Este é o primeiro livro que leio de uma autora da Coreia do Sul. “A Vegetariana” (Todavia), de Han Kang, abre a literatura do país asiático na minha biblioteca com uma força rara, carregada de um frescor narrativo que não só faz bem a quem lê como instiga a curiosidade a respeito da escritora.
O livro é dividido em três capítulos, cada um com um foco narrativo: A vegetariana, A mancha mongólica e Árvores em chamas.
No primeiro, que sustenta todo o enredo, lemos o que seria a versão do marido de Yeonghye, uma mulher que acorda de um sonho e decide se tornar vegetariana. A decisão assusta a família, que tenta a todo custo fazê-la mudar de ideia.

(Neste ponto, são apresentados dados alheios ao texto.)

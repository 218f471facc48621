// crates/campus-care-server/src/assessment/scoring.rs
// Total score, severity tier and category breakdown

use campus_care_types::{AssessmentResponse, CategoryScore, Instrument, SeverityResult};

use super::instruments::{PHQ9_SELF_HARM_ITEM, instrument_spec};

/// Score a set of responses.
///
/// Total over well-typed input: a question with no answer counts as 0, ids that
/// are not part of the instrument are ignored, and values are summed as given.
/// Sums saturate at `u32::MAX`, so out-of-range values land in the top band.
pub fn score(responses: &AssessmentResponse, instrument: Instrument) -> SeverityResult {
    let spec = instrument_spec(instrument);
    let answer = |id: u32| responses.get(&id).copied().unwrap_or(0);

    let total_score = spec
        .questions
        .iter()
        .fold(0u32, |sum, q| sum.saturating_add(answer(q.id)));

    let category_breakdown = spec
        .categories
        .iter()
        .map(|category| {
            let (count, raw_score) = spec
                .questions_in(category)
                .fold((0u32, 0u32), |(n, sum), q| (n + 1, sum.saturating_add(answer(q.id))));
            let max_score = count * spec.max_response;
            CategoryScore {
                category: category.to_string(),
                raw_score,
                max_score,
                percentage: percentage(raw_score, max_score),
            }
        })
        .collect();

    let band = spec.band_for(total_score);
    let safety_alert = instrument == Instrument::Phq9 && answer(PHQ9_SELF_HARM_ITEM) > 0;

    SeverityResult {
        instrument,
        total_score,
        max_score: spec.max_score(),
        tier: band.tier,
        guidance: band.guidance.to_string(),
        category_breakdown,
        safety_alert,
    }
}

/// round(100 * raw / max), halves rounded up; saturates for out-of-range raw scores
fn percentage(raw: u32, max: u32) -> u32 {
    if max == 0 {
        return 0;
    }
    (100.0 * raw as f64 / max as f64).round() as u32
}
// crates/campus-care-server/src/llm/disabled.rs
// Stand-in client used when no provider key is configured

use anyhow::{Result, bail};
use async_trait::async_trait;

use super::provider::{LlmClient, Provider};
use super::{ChatResult, Message};

/// Fails every call, so non-crisis turns get the fallback reply while the
/// crisis gate keeps working.
#[derive(Debug, Clone, Default)]
pub struct DisabledClient {
    reason: String,
}

impl DisabledClient {
    pub fn new(reason: impl Into<String>) -> Self {
        Self {
            reason: reason.into(),
        }
    }
}

#[async_trait]
impl LlmClient for DisabledClient {
    async fn chat(&self, _messages: Vec<Message>) -> Result<ChatResult> {
        bail!("LLM provider disabled: {}", self.reason)
    }

    fn provider_type(&self) -> Option<Provider> {
        None
    }

    fn model_name(&self) -> String {
        "disabled".to_string()
    }
}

A única justificativa que ela dá é o sonho, mas ninguém aceita. O marido tenta superar as mudanças e se adaptar às novas circunstâncias. Sem dar voz à mulher, tudo gira em torno dele: o homem que é obrigado a comer outras coisas que não são carnes, hábitos dos quais se vê obrigado a deixar de lado.

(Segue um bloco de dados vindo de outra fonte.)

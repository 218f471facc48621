// crates/campus-care-server/src/web/mod.rs
// Web server layer for Campus Care

pub mod api;
pub mod error;
pub mod state;

use axum::{
    Router,
    routing::{get, post},
};
use tower_http::cors::{Any, CorsLayer};
use tower_http::trace::TraceLayer;

use crate::web::state::AppState;

/// Create the web server router
pub fn create_router(state: AppState) -> Router {
    let cors = CorsLayer::new()
        .allow_origin(Any)
        .allow_methods(Any)
        .allow_headers(Any);

    // API routes (REST)
    let api_router = Router::new()
        .route("/chat", post(api::chat))
        .route("/crisis/check", post(api::crisis_check))
        .route("/instruments", get(api::list_instruments))
        .route("/instruments/{instrument}", get(api::get_instrument))
        .route("/assessments/{instrument}/score", post(api::score_assessment))
        .route("/assessments/{instrument}/submit", post(api::submit_assessment))
        .with_state(state);

    Router::new()
        // Health check at root level
        .route("/health", get(api::health))
        .nest("/api", api_router)
        .layer(cors)
        .layer(TraceLayer::new_for_http())
}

Yeonghye enfrenta os problemas naturais a quem muda de dieta radicalmente, emagrece, perde vigor, mas consegue se recuperar. Até uma reunião familiar que termina em tragédia mudar de vez o rumo de sua vida.
Quando começa a segunda parte, o narrador muda sua voz para focar no cunhado de Yeonghye, que desenvolve uma obsessão sexual por ela. Cada vez mais submissa e esquecida, ela provoca outro choque familiar.
Que nos leva ao capítulo final, em que sua irmã surge como a linha que une toda a trama. Os traumas já estão no limite, assim como as possibilidades que a família encontrou para lidar com a teimosia de Yeonghye — ela submerge diante da conclusão que seu vegetarianismo é resultado de uma teimosia, sem justificativas e motivos claros.
A mulher se cala, como resultado da opressão masculina e da sensação de impotência que a toma para fazer valer suas decisões. Submete-se, mas não abre mão do seu vegetarianismo — essa é a única coisa que lhe sobra, como desejo de sobrevivência e manifestação.
O livro trata da mulher e da sua situação no século 21 de uma forma original e criativa, para demonstrar que o machismo domina em situações aparentemente simples, mas que carregam a complexidade inerente a essa questão.
O romance é curto, não chega a 180 páginas, mas sua força é tão concentrada que chegamos ao final com a sensação de ter ultrapassado um épico. Han Kang venceu o Man Booker International Prize por “A Vegetariana”, livro que não precisaria da honraria para ser traduzido no Brasil e lido.